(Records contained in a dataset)
----------
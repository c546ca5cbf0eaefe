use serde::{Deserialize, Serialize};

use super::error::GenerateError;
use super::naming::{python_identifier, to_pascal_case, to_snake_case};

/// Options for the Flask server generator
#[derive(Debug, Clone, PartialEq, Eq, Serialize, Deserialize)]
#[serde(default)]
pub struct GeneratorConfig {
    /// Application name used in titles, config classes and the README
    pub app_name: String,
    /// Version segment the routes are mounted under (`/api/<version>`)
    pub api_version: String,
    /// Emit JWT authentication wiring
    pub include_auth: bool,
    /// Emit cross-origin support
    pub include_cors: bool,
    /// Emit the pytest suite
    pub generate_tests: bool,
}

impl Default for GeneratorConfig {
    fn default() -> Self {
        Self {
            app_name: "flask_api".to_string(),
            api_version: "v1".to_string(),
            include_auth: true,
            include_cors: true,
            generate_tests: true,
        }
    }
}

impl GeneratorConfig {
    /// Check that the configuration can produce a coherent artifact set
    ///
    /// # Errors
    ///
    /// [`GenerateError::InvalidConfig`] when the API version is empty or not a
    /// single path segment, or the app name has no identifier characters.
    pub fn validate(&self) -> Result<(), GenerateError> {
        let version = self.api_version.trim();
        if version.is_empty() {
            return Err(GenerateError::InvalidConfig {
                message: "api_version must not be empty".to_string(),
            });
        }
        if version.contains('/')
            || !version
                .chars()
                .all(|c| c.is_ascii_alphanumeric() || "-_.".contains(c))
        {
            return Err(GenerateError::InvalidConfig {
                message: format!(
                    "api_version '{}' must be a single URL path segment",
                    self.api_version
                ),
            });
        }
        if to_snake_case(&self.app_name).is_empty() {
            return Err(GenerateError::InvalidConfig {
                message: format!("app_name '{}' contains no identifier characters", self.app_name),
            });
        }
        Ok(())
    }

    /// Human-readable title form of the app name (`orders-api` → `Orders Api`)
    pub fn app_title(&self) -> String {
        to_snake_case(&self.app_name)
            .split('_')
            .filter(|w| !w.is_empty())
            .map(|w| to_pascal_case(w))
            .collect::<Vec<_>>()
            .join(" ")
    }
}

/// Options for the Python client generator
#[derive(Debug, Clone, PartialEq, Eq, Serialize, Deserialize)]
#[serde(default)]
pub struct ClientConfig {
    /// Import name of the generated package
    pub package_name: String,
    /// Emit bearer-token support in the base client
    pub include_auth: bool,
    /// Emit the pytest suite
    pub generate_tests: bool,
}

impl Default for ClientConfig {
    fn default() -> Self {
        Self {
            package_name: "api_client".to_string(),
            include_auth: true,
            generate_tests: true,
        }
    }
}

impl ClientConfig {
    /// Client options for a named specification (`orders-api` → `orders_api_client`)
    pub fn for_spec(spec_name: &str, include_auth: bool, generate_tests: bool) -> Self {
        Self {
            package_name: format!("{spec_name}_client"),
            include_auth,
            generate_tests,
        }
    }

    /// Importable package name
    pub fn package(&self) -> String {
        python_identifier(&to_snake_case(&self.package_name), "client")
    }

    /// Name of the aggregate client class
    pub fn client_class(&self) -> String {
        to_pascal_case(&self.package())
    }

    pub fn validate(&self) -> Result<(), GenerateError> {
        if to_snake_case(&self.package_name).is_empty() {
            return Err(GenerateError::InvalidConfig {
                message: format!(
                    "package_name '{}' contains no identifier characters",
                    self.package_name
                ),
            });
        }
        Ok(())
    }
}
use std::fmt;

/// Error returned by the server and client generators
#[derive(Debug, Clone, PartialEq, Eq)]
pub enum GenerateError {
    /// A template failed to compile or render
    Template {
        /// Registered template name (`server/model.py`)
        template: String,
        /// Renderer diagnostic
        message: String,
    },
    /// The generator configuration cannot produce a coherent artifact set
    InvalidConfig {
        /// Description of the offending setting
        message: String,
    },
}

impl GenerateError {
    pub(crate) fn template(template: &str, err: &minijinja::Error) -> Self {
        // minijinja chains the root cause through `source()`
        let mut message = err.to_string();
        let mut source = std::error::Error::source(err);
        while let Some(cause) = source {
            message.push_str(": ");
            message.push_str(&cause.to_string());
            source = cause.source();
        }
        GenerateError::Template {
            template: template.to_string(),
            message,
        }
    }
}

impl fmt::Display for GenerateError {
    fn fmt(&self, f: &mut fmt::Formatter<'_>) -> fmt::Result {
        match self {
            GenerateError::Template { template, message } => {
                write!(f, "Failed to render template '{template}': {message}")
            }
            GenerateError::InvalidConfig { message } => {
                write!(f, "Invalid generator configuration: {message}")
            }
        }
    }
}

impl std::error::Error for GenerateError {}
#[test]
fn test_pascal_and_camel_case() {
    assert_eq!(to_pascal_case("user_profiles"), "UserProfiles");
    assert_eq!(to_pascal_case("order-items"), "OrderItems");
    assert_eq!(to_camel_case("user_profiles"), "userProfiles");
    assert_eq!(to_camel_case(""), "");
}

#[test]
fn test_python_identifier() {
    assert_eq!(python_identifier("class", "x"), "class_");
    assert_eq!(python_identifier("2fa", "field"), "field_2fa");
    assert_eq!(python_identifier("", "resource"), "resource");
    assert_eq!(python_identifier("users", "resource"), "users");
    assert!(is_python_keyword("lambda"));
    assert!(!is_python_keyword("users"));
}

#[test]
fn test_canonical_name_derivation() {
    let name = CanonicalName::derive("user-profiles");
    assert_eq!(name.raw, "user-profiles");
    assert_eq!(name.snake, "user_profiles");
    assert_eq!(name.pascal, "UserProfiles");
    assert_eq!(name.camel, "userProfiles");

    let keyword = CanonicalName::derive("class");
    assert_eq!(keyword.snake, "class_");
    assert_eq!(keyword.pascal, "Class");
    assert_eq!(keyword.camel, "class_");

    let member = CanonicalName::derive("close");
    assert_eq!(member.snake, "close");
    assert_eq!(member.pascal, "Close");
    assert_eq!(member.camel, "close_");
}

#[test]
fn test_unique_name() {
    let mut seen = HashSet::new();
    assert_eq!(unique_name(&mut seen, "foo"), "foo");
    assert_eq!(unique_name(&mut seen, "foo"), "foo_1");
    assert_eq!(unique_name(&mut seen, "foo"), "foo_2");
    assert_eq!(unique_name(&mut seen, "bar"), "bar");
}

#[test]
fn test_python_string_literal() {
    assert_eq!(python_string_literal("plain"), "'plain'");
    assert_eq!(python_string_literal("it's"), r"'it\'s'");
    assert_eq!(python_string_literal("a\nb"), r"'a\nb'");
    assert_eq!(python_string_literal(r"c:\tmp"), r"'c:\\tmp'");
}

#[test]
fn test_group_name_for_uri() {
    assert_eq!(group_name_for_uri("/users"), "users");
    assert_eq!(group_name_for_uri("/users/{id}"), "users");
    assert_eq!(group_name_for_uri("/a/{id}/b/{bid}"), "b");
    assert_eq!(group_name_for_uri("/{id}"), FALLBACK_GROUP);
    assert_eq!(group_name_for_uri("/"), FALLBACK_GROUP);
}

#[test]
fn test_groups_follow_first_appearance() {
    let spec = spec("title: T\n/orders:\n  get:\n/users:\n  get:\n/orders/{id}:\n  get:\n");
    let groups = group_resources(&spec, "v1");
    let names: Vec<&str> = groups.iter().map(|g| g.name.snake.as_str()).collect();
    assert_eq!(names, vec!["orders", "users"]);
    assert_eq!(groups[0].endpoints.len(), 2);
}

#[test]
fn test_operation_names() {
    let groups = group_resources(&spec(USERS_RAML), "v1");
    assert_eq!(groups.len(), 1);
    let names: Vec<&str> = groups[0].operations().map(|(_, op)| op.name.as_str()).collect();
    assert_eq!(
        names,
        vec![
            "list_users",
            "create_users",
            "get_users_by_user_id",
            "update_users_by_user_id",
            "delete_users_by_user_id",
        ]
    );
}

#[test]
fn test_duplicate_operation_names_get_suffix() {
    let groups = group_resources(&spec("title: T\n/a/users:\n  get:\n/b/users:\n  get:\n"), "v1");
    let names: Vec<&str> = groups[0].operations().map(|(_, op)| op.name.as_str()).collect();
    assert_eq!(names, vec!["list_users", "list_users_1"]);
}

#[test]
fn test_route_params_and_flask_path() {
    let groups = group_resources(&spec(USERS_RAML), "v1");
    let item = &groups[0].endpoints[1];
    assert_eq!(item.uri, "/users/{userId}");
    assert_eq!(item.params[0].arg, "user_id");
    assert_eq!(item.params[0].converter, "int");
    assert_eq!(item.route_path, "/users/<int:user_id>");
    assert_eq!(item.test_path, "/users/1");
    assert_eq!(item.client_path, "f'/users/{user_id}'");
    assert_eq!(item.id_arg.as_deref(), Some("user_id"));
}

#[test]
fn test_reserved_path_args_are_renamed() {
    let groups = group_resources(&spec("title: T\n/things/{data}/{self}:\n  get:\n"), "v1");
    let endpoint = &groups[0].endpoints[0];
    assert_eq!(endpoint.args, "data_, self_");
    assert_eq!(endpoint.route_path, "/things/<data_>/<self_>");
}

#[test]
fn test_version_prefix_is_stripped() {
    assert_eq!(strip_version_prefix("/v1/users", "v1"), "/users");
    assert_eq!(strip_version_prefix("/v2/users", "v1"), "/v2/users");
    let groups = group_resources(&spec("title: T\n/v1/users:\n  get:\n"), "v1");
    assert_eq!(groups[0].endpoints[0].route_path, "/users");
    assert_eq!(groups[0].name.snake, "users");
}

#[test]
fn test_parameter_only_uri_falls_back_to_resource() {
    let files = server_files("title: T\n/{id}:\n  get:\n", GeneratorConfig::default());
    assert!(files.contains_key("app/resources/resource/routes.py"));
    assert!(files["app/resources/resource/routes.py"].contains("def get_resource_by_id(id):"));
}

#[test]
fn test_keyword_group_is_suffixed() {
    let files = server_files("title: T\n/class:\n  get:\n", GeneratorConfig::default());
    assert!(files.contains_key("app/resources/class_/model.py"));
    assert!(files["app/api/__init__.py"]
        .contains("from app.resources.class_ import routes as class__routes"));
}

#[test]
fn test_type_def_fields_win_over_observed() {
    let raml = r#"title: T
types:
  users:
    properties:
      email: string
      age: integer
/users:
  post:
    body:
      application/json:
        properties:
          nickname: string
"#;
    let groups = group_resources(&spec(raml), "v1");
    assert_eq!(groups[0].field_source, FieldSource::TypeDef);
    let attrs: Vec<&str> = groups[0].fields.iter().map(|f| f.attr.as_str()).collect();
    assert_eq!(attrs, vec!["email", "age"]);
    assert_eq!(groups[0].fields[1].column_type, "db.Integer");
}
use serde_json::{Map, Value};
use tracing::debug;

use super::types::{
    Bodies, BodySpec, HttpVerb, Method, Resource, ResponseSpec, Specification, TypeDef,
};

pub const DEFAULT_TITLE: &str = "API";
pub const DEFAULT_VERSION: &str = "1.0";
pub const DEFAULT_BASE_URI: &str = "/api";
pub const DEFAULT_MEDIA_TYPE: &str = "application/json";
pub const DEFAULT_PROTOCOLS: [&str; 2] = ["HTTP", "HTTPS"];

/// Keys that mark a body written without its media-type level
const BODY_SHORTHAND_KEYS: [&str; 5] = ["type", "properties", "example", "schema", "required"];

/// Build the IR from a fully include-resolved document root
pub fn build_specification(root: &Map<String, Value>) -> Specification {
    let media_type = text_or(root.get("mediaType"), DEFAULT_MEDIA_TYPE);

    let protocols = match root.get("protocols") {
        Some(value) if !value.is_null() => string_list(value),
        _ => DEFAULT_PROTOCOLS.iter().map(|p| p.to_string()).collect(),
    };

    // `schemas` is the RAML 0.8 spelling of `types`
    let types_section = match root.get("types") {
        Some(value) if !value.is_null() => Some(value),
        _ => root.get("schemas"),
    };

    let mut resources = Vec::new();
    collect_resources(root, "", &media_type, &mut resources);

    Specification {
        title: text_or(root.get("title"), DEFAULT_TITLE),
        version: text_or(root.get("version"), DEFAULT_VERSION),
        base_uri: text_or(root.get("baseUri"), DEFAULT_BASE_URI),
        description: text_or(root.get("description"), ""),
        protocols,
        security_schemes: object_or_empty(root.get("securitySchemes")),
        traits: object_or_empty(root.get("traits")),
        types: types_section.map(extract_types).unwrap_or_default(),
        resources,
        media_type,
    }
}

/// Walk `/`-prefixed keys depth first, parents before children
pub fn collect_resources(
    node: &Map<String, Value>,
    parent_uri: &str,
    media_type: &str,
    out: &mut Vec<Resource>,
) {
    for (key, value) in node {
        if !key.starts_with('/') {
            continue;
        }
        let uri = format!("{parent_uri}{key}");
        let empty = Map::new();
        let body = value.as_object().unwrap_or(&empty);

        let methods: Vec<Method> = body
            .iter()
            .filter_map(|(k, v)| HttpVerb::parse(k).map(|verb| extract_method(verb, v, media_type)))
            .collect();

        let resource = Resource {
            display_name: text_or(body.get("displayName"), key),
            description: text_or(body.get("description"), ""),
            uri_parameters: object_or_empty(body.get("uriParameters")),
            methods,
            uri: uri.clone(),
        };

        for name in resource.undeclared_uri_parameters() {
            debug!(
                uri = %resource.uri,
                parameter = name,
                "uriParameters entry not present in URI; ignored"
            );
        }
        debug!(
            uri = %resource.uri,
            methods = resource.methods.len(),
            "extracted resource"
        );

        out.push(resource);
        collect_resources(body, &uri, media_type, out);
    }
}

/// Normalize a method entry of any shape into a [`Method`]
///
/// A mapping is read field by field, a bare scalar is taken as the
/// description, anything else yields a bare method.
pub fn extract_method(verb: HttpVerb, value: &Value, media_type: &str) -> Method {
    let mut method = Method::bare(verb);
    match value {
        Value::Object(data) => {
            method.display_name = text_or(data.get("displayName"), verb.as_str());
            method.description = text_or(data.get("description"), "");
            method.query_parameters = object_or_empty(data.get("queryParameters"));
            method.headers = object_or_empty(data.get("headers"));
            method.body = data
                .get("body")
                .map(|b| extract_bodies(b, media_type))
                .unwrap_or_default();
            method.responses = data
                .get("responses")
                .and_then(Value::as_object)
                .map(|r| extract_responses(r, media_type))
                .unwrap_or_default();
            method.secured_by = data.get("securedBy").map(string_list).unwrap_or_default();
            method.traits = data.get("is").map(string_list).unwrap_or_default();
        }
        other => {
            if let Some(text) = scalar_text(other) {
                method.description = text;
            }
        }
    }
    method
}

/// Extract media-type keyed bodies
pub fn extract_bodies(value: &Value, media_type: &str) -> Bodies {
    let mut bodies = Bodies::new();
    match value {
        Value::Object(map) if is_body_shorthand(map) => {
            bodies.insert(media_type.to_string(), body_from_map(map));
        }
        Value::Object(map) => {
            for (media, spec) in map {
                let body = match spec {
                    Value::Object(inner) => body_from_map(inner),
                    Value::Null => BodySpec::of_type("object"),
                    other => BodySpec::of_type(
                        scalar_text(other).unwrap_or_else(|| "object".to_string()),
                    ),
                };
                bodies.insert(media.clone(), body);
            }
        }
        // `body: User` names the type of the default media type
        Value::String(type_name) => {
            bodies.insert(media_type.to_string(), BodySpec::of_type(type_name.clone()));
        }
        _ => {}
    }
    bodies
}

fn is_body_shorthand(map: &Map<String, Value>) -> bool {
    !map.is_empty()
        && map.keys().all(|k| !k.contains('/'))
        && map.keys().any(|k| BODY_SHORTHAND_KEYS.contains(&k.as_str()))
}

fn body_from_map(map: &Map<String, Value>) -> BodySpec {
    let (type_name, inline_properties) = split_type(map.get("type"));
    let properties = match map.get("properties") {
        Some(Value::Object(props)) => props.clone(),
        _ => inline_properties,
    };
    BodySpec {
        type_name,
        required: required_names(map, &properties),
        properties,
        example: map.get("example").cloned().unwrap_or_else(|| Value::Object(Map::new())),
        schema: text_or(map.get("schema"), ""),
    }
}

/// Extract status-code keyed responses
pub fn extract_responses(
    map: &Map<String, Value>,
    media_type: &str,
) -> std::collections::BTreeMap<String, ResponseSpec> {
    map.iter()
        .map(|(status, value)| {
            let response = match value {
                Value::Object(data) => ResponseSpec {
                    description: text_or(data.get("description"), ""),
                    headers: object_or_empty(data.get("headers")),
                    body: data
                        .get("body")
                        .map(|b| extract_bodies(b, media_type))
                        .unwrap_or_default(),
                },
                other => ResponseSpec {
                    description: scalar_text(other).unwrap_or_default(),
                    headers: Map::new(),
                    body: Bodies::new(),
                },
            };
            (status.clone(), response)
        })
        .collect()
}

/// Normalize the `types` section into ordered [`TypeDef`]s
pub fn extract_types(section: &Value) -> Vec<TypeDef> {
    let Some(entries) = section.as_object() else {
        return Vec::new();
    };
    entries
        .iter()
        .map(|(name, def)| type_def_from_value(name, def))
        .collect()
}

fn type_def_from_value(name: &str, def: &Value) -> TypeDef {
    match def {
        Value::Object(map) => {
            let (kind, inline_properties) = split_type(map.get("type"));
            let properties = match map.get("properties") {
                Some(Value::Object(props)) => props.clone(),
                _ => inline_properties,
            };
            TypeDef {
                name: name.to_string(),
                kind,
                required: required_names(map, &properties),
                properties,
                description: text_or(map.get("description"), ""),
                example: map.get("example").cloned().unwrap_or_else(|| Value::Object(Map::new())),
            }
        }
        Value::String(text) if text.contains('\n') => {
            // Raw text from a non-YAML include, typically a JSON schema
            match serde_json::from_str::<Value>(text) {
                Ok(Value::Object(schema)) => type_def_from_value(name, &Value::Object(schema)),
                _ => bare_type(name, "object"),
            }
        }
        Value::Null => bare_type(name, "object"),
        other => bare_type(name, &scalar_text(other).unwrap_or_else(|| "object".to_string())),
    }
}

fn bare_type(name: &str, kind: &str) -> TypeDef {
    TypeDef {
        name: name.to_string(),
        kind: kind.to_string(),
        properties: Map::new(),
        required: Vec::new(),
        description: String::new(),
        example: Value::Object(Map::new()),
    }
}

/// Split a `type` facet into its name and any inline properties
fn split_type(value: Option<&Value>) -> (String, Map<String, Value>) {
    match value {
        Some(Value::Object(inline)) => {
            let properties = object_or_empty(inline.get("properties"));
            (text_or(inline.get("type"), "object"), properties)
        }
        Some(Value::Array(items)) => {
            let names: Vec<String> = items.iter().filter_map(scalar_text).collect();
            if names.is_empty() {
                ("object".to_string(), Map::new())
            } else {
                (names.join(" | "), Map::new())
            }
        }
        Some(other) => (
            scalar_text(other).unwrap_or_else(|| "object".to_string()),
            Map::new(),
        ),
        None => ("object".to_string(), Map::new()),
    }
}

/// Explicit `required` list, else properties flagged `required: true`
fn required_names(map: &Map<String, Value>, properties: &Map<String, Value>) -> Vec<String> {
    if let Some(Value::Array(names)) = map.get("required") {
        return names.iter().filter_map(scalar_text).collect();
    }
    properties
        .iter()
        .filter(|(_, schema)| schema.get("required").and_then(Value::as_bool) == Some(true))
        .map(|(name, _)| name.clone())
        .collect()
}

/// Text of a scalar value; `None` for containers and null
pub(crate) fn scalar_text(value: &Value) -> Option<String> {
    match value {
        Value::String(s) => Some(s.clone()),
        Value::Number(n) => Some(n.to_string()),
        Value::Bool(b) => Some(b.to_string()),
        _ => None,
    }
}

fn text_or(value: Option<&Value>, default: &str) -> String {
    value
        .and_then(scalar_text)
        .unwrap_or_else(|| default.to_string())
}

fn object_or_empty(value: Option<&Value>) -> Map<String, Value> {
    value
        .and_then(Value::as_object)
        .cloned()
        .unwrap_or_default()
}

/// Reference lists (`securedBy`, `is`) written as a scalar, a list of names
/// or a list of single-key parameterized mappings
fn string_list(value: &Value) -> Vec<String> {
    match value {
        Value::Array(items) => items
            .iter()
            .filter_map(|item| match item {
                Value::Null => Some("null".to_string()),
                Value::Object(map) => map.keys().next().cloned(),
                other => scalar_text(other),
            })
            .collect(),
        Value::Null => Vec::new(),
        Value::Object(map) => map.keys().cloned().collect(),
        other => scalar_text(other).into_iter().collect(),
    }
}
----------
- _WORK TO BE COMPLETED_: From the start of the data to the line that holds "pub struct GeneratorConfig", retype each line exactly, with both ends included.

- _TASK SOLUTION_:
repository c546ca5cbf0eaefe
use serde::{Deserialize, Serialize};

use super::error::GenerateError;
use super::naming::{python_identifier, to_pascal_case, to_snake_case};

/// Options for the Flask server generator
#[derive(Debug, Clone, PartialEq, Eq, Serialize, Deserialize)]
#[serde(default)]
pub struct GeneratorConfig {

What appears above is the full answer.